Assignment -
If a line in the data below contains "index", copy it.

___ Input for this task ___

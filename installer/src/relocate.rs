//! Moving the extracted payload into the output directory.
//!
//! Upstream tarballs wrap everything in one generated top-level directory
//! (for GitHub, `<owner>-<repo>-<sha>/`). Relocation finds that directory,
//! picks the payload subtree inside it, and copies it over the output
//! directory.

use std::fs;
use std::io;
use std::path::{Path, PathBuf};

use log::trace;
use walkdir::WalkDir;

/// Errors arising from an unexpected archive layout or a failed copy.
#[derive(Debug, thiserror::Error)]
pub enum LayoutError {
    /// The staging area does not hold exactly one top-level entry.
    #[error("expected one top-level directory in the archive, found {}: [{}]", .entries.len(), .entries.join(", "))]
    UnexpectedTopLevel {
        /// Names found at the top level.
        entries: Vec<String>,
    },

    /// The payload subdirectory is absent from the archive.
    #[error("payload directory {path} not found in the archive")]
    MissingPayload {
        /// Expected payload location inside the staging area.
        path: PathBuf,
    },

    /// Listing the staging area failed.
    #[error("failed to read {path}: {source}")]
    Scan {
        /// Directory being listed.
        path: PathBuf,
        /// Underlying I/O error.
        #[source]
        source: io::Error,
    },

    /// Copying into the output directory failed.
    #[error("failed to copy {from} to {to}: {source}")]
    Copy {
        /// Source path.
        from: PathBuf,
        /// Destination path.
        to: PathBuf,
        /// Underlying I/O error.
        #[source]
        source: io::Error,
    },
}

/// Counts of what a relocation copied.
#[derive(Debug, Clone, Copy, Default, PartialEq, Eq)]
pub struct RelocateSummary {
    /// Files copied into the output directory.
    pub files: usize,
}

/// Locate the single top-level directory of an extracted archive.
///
/// # Errors
///
/// Returns [`LayoutError::UnexpectedTopLevel`] unless `extract_dir` holds
/// exactly one entry and that entry is a directory.
pub fn single_top_level(extract_dir: &Path) -> Result<PathBuf, LayoutError> {
    let scan_error = |source| LayoutError::Scan {
        path: extract_dir.to_path_buf(),
        source,
    };
    let mut entries = fs::read_dir(extract_dir)
        .map_err(scan_error)?
        .map(|entry| entry.map(|e| e.path()))
        .collect::<io::Result<Vec<_>>>()
        .map_err(scan_error)?;
    entries.sort();

    match entries.as_slice() {
        [only] if only.is_dir() => Ok(only.clone()),
        _ => Err(LayoutError::UnexpectedTopLevel {
            entries: entries
                .iter()
                .filter_map(|p| p.file_name())
                .map(|n| n.to_string_lossy().into_owned())
                .collect(),
        }),
    }
}

/// Copy `<top>/<payload_dir>` from `extract_dir` into `output_dir`.
///
/// An empty `payload_dir` copies the whole top-level directory. The output
/// directory is created when absent; existing files are overwritten and
/// files not in the payload are left alone.
///
/// # Errors
///
/// Returns a [`LayoutError`] for unexpected layouts or copy failures.
pub fn relocate(
    extract_dir: &Path,
    payload_dir: &str,
    output_dir: &Path,
) -> Result<RelocateSummary, LayoutError> {
    let top = single_top_level(extract_dir)?;
    let payload = if payload_dir.is_empty() {
        top
    } else {
        top.join(payload_dir)
    };
    if !payload.is_dir() {
        return Err(LayoutError::MissingPayload { path: payload });
    }
    copy_tree(&payload, output_dir)
}

/// Recursively copy the contents of `src` into `dst`.
///
/// # Errors
///
/// Returns [`LayoutError::Copy`] naming the path that failed.
pub fn copy_tree(src: &Path, dst: &Path) -> Result<RelocateSummary, LayoutError> {
    let copy_error = |from: &Path, to: &Path, source| LayoutError::Copy {
        from: from.to_path_buf(),
        to: to.to_path_buf(),
        source,
    };
    fs::create_dir_all(dst).map_err(|e| copy_error(src, dst, e))?;

    let mut summary = RelocateSummary::default();
    for entry in WalkDir::new(src).min_depth(1).sort_by_file_name() {
        let entry = entry.map_err(|e| copy_error(src, dst, io::Error::from(e)))?;
        let relative = entry
            .path()
            .strip_prefix(src)
            .map_err(|e| copy_error(entry.path(), dst, io::Error::other(e)))?;
        let target = dst.join(relative);

        if entry.file_type().is_dir() {
            fs::create_dir_all(&target).map_err(|e| copy_error(entry.path(), &target, e))?;
        } else if entry.file_type().is_file() {
            trace!("copying {} to {}", entry.path().display(), target.display());
            remove_existing_file(&target).map_err(|e| copy_error(entry.path(), &target, e))?;
            fs::copy(entry.path(), &target).map_err(|e| copy_error(entry.path(), &target, e))?;
            summary.files += 1;
        }
    }
    Ok(summary)
}

/// Unlink a file or link left at `target` by an earlier sync, so the copy
/// creates a fresh file instead of opening a read-only one or following a
/// link out of the output directory.
fn remove_existing_file(target: &Path) -> io::Result<()> {
    match fs::symlink_metadata(target) {
        Ok(meta) if !meta.is_dir() => fs::remove_file(target),
        Ok(_) => Ok(()),
        Err(err) if err.kind() == io::ErrorKind::NotFound => Ok(()),
        Err(err) => Err(err),
    }
}

#[cfg(test)]
mod tests {
    use super::*;
    use rstest::{fixture, rstest};
    use tempfile::TempDir;

    struct Dirs {
        temp: TempDir,
        extract: PathBuf,
        output: PathBuf,
    }

    #[fixture]
    fn dirs() -> Dirs {
        let temp = tempfile::tempdir().expect("temp dir");
        let extract = temp.path().join("extracted");
        let output = temp.path().join("out");
        fs::create_dir(&extract).expect("create extract dir");
        Dirs {
            temp,
            extract,
            output,
        }
    }

    fn write(path: &Path, contents: &str) {
        fs::create_dir_all(path.parent().expect("parent")).expect("create parent");
        fs::write(path, contents).expect("write file");
    }

    #[rstest]
    fn copies_payload_subtree_only(dirs: Dirs) {
        let top = dirs.extract.join("swagger-api-swagger-ui-abc123");
        write(&top.join("dist/index.html"), "<html/>");
        write(&top.join("dist/css/app.css"), "body{}");
        write(&top.join("README.md"), "readme");

        let summary = relocate(&dirs.extract, "dist", &dirs.output).expect("relocate");

        assert_eq!(summary.files, 2);
        assert_eq!(
            fs::read_to_string(dirs.output.join("index.html")).expect("read"),
            "<html/>"
        );
        assert!(dirs.output.join("css/app.css").is_file());
        assert!(!dirs.output.join("README.md").exists());
        assert!(!dirs.output.join("dist").exists());
    }

    #[rstest]
    fn empty_payload_copies_whole_top_level(dirs: Dirs) {
        let top = dirs.extract.join("project-1.0");
        write(&top.join("bin/tool"), "#!/bin/sh");
        write(&top.join("LICENSE"), "ISC");

        let summary = relocate(&dirs.extract, "", &dirs.output).expect("relocate");

        assert_eq!(summary.files, 2);
        assert!(dirs.output.join("bin/tool").is_file());
        assert!(dirs.output.join("LICENSE").is_file());
    }

    #[rstest]
    fn overwrites_existing_and_keeps_unrelated_files(dirs: Dirs) {
        let top = dirs.extract.join("pkg");
        write(&top.join("dist/index.html"), "new");
        write(&dirs.output.join("index.html"), "old");
        write(&dirs.output.join("local.txt"), "mine");

        relocate(&dirs.extract, "dist", &dirs.output).expect("relocate");

        assert_eq!(
            fs::read_to_string(dirs.output.join("index.html")).expect("read"),
            "new"
        );
        assert!(dirs.output.join("local.txt").is_file());
    }

    #[cfg(unix)]
    #[rstest]
    fn read_only_files_are_replaced_on_resync(dirs: Dirs) {
        use std::os::unix::fs::PermissionsExt;

        let top = dirs.extract.join("pkg");
        let published = top.join("dist/index.html");
        write(&published, "v1");
        fs::set_permissions(&published, fs::Permissions::from_mode(0o444)).expect("chmod");
        relocate(&dirs.extract, "dist", &dirs.output).expect("first relocate");
        let installed = dirs.output.join("index.html");
        let mode = fs::metadata(&installed).expect("metadata").permissions().mode();
        assert_eq!(mode & 0o777, 0o444);

        fs::set_permissions(&published, fs::Permissions::from_mode(0o644)).expect("chmod");
        write(&published, "v2");
        fs::set_permissions(&published, fs::Permissions::from_mode(0o444)).expect("chmod");
        relocate(&dirs.extract, "dist", &dirs.output).expect("second relocate");

        assert_eq!(fs::read_to_string(&installed).expect("read"), "v2");
    }

    #[cfg(unix)]
    #[rstest]
    fn links_in_the_output_are_replaced_not_followed(dirs: Dirs) {
        let outside = dirs.temp.path().join("outside.txt");
        fs::write(&outside, "untouched").expect("write outside");
        fs::create_dir_all(&dirs.output).expect("create output");
        std::os::unix::fs::symlink(&outside, dirs.output.join("index.html")).expect("symlink");
        write(&dirs.extract.join("pkg/dist/index.html"), "payload");

        relocate(&dirs.extract, "dist", &dirs.output).expect("relocate");

        assert_eq!(fs::read_to_string(&outside).expect("read outside"), "untouched");
        let installed = dirs.output.join("index.html");
        assert!(fs::symlink_metadata(&installed).expect("metadata").is_file());
        assert_eq!(fs::read_to_string(&installed).expect("read"), "payload");
    }

    #[rstest]
    fn two_top_level_entries_are_rejected(dirs: Dirs) {
        write(&dirs.extract.join("first/dist/a"), "a");
        write(&dirs.extract.join("second/dist/b"), "b");

        match relocate(&dirs.extract, "dist", &dirs.output) {
            Err(LayoutError::UnexpectedTopLevel { entries }) => {
                assert_eq!(entries, ["first", "second"]);
            }
            other => panic!("expected UnexpectedTopLevel, got {other:?}"),
        }
        assert!(!dirs.output.exists());
    }

    #[rstest]
    fn empty_extraction_is_rejected(dirs: Dirs) {
        assert!(matches!(
            single_top_level(&dirs.extract),
            Err(LayoutError::UnexpectedTopLevel { entries }) if entries.is_empty()
        ));
    }

    #[rstest]
    fn lone_top_level_file_is_rejected(dirs: Dirs) {
        write(&dirs.extract.join("release.txt"), "not a directory");
        assert!(matches!(
            single_top_level(&dirs.extract),
            Err(LayoutError::UnexpectedTopLevel { .. })
        ));
    }

    #[rstest]
    fn missing_payload_directory_is_reported(dirs: Dirs) {
        write(&dirs.extract.join("pkg/src/lib.rs"), "");

        let result = relocate(&dirs.extract, "dist", &dirs.output);
        assert!(matches!(result, Err(LayoutError::MissingPayload { .. })));
    }
}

___

Response for this exercise -
        write(&top.join("dist/index.html"), "<html/>");
            fs::read_to_string(dirs.output.join("index.html")).expect("read"),
        write(&top.join("dist/index.html"), "new");
        write(&dirs.output.join("index.html"), "old");
            fs::read_to_string(dirs.output.join("index.html")).expect("read"),
        let published = top.join("dist/index.html");
        let installed = dirs.output.join("index.html");
        std::os::unix::fs::symlink(&outside, dirs.output.join("index.html")).expect("symlink");
        write(&dirs.extract.join("pkg/dist/index.html"), "payload");
        let installed = dirs.output.join("index.html");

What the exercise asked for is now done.